2019
Elisabeth Wild Austrian, 1922–2020
Elisabeth Wild’s colorful and abstract collages emerge from her rich life experiences and the artistic practice she has developed over the past six decades. Born in Austria to Jewish parents, Wild escaped the Nazi regime and fled to Argentina in 1938. She worked in textile design, marrying textile industrialist August Wild. Due to the volatile political climate in Argentina, the family moved to Basel, Switzerland, in 1962. Wild returned to South America in 1966 and joined her daughter, artist Vivian Suter, in Panajachel on Lake Atitlán in Guatemala. While their home at the edge of the rainforest may have appeared serene, violence caused by natural disasters and drug trafficking continually impacted their life.

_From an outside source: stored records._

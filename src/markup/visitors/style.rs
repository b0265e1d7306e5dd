//! Style pass: turns style tags into ANSI decorations
//!
//!     Recognized sub-tags of a start tag:
//!
//!         <error> <info> ...        a named style from the registry (case-insensitive)
//!         <fg=color> <bg=color>     inline colors
//!         <options=bold,underscore> inline options
//!
//!     Sub-tags of one full tag combine into a single style. Styles do not nest in the
//!     terminal, so opening a style closes the active one first and closing a style restarts
//!     the one below it. Newlines close and reopen the active style so every line is
//!     self-contained. At the end of the stream the active style is closed.
//!
//!     Unknown tags and invalid colors or options are left alone (they only produce a debug
//!     log line), so user text that happens to look like a tag never breaks formatting.

use std::any::Any;
use std::collections::BTreeMap;
use std::rc::Rc;

use tracing::debug;

use super::{FormatterVisitor, VisitContext, Visitor};
use crate::markup::error::{FormatError, FormatResult};
use crate::markup::style::{Color, SharedStyle, Style, StyleOption, TerminalStyle};
use crate::markup::token::{Tag, TokenId};

/// Styles available by name to every formatter
pub fn default_styles() -> BTreeMap<String, SharedStyle> {
    let mut styles = BTreeMap::new();
    styles.insert(
        "error".to_string(),
        TerminalStyle::new()
            .with_foreground(Color::White)
            .with_background(Color::Red),
    );
    styles.insert(
        "info".to_string(),
        TerminalStyle::new().with_foreground(Color::Green),
    );
    styles.insert(
        "comment".to_string(),
        TerminalStyle::new().with_foreground(Color::Yellow),
    );
    styles.insert(
        "question".to_string(),
        TerminalStyle::new()
            .with_foreground(Color::Black)
            .with_background(Color::Cyan),
    );
    styles
        .into_iter()
        .map(|(name, style)| (name, Rc::new(style) as SharedStyle))
        .collect()
}

/// Named style plus inline attributes given in the same tag (`<info;options=bold>`)
#[derive(Debug)]
struct Layered {
    named: SharedStyle,
    inline: TerminalStyle,
}

impl Style for Layered {
    fn start(&self) -> String {
        format!("{}{}", self.named.start(), self.inline.start())
    }

    fn close(&self) -> String {
        format!("{}{}", self.inline.close(), self.named.close())
    }
}

/// Opened styles with the tag depth that opened them
#[derive(Debug, Clone, Default)]
struct StyleStack {
    entries: Vec<(usize, SharedStyle)>,
}

impl StyleStack {
    fn push(&mut self, depth: usize, style: SharedStyle) {
        self.entries.retain(|(opened_at, _)| *opened_at < depth);
        self.entries.push((depth, style));
    }

    fn current(&self) -> Option<&SharedStyle> {
        self.entries.last().map(|(_, style)| style)
    }

    fn is_empty(&self) -> bool {
        self.entries.is_empty()
    }

    /// Drop the styles opened at `depth` or deeper
    fn pop_depth(&mut self, depth: usize) -> bool {
        match self.entries.iter().position(|(opened_at, _)| *opened_at >= depth) {
            Some(index) => {
                self.entries.truncate(index);
                true
            }
            None => false,
        }
    }

    /// Drop the topmost entry rendering like `style`, and everything above it
    fn pop_by_style(&mut self, style: &dyn Style) -> bool {
        let (start, close) = (style.start(), style.close());
        let found = self
            .entries
            .iter()
            .rposition(|(_, entry)| entry.start() == start && entry.close() == close);
        match found {
            Some(index) => {
                self.entries.truncate(index);
                true
            }
            None => false,
        }
    }

    fn clear(&mut self) {
        self.entries.clear();
    }
}

#[derive(Debug, Clone)]
pub struct StyleVisitor {
    styles: BTreeMap<String, SharedStyle>,
    stack: StyleStack,
    /// Named style found among the sub-tags of the start tag being visited
    pending_named: Option<SharedStyle>,
    /// Inline `fg`, `bg` and `options` of the start tag being visited
    pending_inline: Option<TerminalStyle>,
    /// Set when a close tag ended a style and the one below must restart
    reopen: bool,
}

impl Default for StyleVisitor {
    fn default() -> Self {
        Self::new()
    }
}

impl StyleVisitor {
    pub fn new() -> Self {
        StyleVisitor {
            styles: default_styles(),
            stack: StyleStack::default(),
            pending_named: None,
            pending_inline: None,
            reopen: false,
        }
    }

    /// Registry seeded with the defaults, then `styles` on top
    pub fn with_styles(styles: impl IntoIterator<Item = (String, SharedStyle)>) -> Self {
        let mut visitor = Self::new();
        for (name, style) in styles {
            visitor.set_shared_style(&name, style);
        }
        visitor
    }

    pub fn set_style(&mut self, name: &str, style: impl Style + 'static) {
        self.set_shared_style(name, Rc::new(style));
    }

    pub fn set_shared_style(&mut self, name: &str, style: SharedStyle) {
        self.styles.insert(name.to_lowercase(), style);
    }

    pub fn has_style(&self, name: &str) -> bool {
        self.styles.contains_key(&name.to_lowercase())
    }

    pub fn style(&self, name: &str) -> FormatResult<&dyn Style> {
        self.shared_style(name).map(|style| style.as_ref())
    }

    fn shared_style(&self, name: &str) -> FormatResult<&SharedStyle> {
        self.styles
            .get(&name.to_lowercase())
            .ok_or_else(|| FormatError::UnknownStyle(name.to_string()))
    }

    fn pending_mut(&mut self) -> &mut TerminalStyle {
        self.pending_inline.get_or_insert_with(TerminalStyle::new)
    }

    /// The style opened by the start tag just visited, if any
    fn take_pending(&mut self) -> Option<SharedStyle> {
        match (self.pending_named.take(), self.pending_inline.take()) {
            (Some(named), Some(inline)) => Some(Rc::new(Layered { named, inline }) as SharedStyle),
            (Some(named), None) => Some(named),
            (None, Some(inline)) => Some(Rc::new(inline) as SharedStyle),
            (None, None) => None,
        }
    }

    fn apply_start_tag(&mut self, tag: &Tag) {
        match tag.name.as_str() {
            "fg" | "bg" => match tag.value.parse::<Color>() {
                Ok(color) if tag.name == "fg" => self.pending_mut().set_foreground(Some(color)),
                Ok(color) => self.pending_mut().set_background(Some(color)),
                Err(err) => debug!(%err, tag = tag.source.as_str(), "ignoring style tag"),
            },
            "options" => {
                let parsed: Result<Vec<StyleOption>, _> =
                    tag.values.iter().map(|value| value.parse()).collect();
                match parsed {
                    Ok(options) => self.pending_mut().set_options(options),
                    Err(err) => debug!(%err, tag = tag.source.as_str(), "ignoring style tag"),
                }
            }
            name => {
                if let Ok(style) = self.shared_style(name) {
                    self.pending_named = Some(Rc::clone(style));
                }
            }
        }
    }
}

impl Visitor for StyleVisitor {
    fn visit_full_text(&mut self, ctx: &mut VisitContext<'_>, id: TokenId) -> FormatResult<()> {
        self.stack.clear();
        self.pending_named = None;
        self.pending_inline = None;
        self.reopen = false;
        super::walk_full_text(self, ctx, id)
    }

    fn visit_tag(&mut self, ctx: &mut VisitContext<'_>, id: TokenId) -> FormatResult<()> {
        let Some((parent_id, parent)) = ctx.tree.enclosing_full_tag(id) else {
            return Ok(());
        };
        if parent.is_self_closed() {
            return Ok(());
        }
        let is_start = parent.is_start;
        let Some(tag) = ctx.tree.token(id).as_tag() else {
            return Ok(());
        };

        if is_start {
            self.apply_start_tag(tag);
            return Ok(());
        }

        let Ok(style) = self.shared_style(&tag.name) else {
            return Ok(());
        };
        let style = Rc::clone(style);
        let top = self.stack.current().cloned();
        // Only the first pop of a close tag has a style open in the terminal
        if self.stack.pop_by_style(style.as_ref()) && !std::mem::replace(&mut self.reopen, true) {
            if let Some(top) = top {
                ctx.decorate_before(parent_id, top.close())?;
            }
        }
        Ok(())
    }

    fn leave_full_tag(&mut self, ctx: &mut VisitContext<'_>, id: TokenId) -> FormatResult<()> {
        if let Some(style) = self.take_pending() {
            if let Some(previous) = self.stack.current() {
                ctx.decorate_before(id, previous.close())?;
            }
            ctx.decorate_after(id, style.start())?;
            self.stack.push(ctx.depth(), style);
        }

        let closes = ctx
            .tree
            .token(id)
            .as_full_tag()
            .is_some_and(|tag| tag.is_close && !tag.is_self_closed());
        if closes {
            let top = self.stack.current().cloned();
            if self.stack.pop_depth(ctx.depth()) && !std::mem::replace(&mut self.reopen, true) {
                if let Some(top) = top {
                    ctx.decorate_before(id, top.close())?;
                }
            }
            if std::mem::take(&mut self.reopen) {
                if let Some(current) = self.stack.current() {
                    ctx.decorate_after(id, current.start())?;
                }
            }
        }
        Ok(())
    }

    fn visit_separator(&mut self, ctx: &mut VisitContext<'_>, id: TokenId) -> FormatResult<()> {
        if !ctx.tree.token(id).is_newline() {
            return Ok(());
        }
        if let Some(current) = self.stack.current() {
            ctx.decorate_before(id, current.close())?;
            ctx.decorate_after(id, current.start())?;
        }
        Ok(())
    }

    fn visit_eos(&mut self, ctx: &mut VisitContext<'_>, id: TokenId) -> FormatResult<()> {
        if let Some(current) = self.stack.current() {
            ctx.decorate_before(id, current.close())?;
        }
        self.stack.clear();
        Ok(())
    }
}

impl FormatterVisitor for StyleVisitor {
    fn name(&self) -> &'static str {
        "style"
    }

    fn is_decorator(&self) -> bool {
        true
    }

    fn as_any(&self) -> &dyn Any {
        self
    }

    fn as_any_mut(&mut self) -> &mut dyn Any {
        self
    }
}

Evoking the still-life paintings that were foundational to her early practice, Wild’s later collages balance figuration with abstraction. The rich colors and patterns recall her work in textile design and are often inspired by the visual traditions of Argentina and Guatemala. Making collages became a daily meditative ritual for Wild. She would leaf through fashion and lifestyle magazines and take fragments from their commodified context, combining them with cutouts from colored cartons and glossy paper and rearrange them into complex compositions that visualized the artist’s inner experience. Part of a series titled Fantasías, the collages are, indeed, fantastical spaces to encounter, our eyes moving from the light-blue wall (its color chosen by Wild herself) into the artist’s kaleidoscopic world.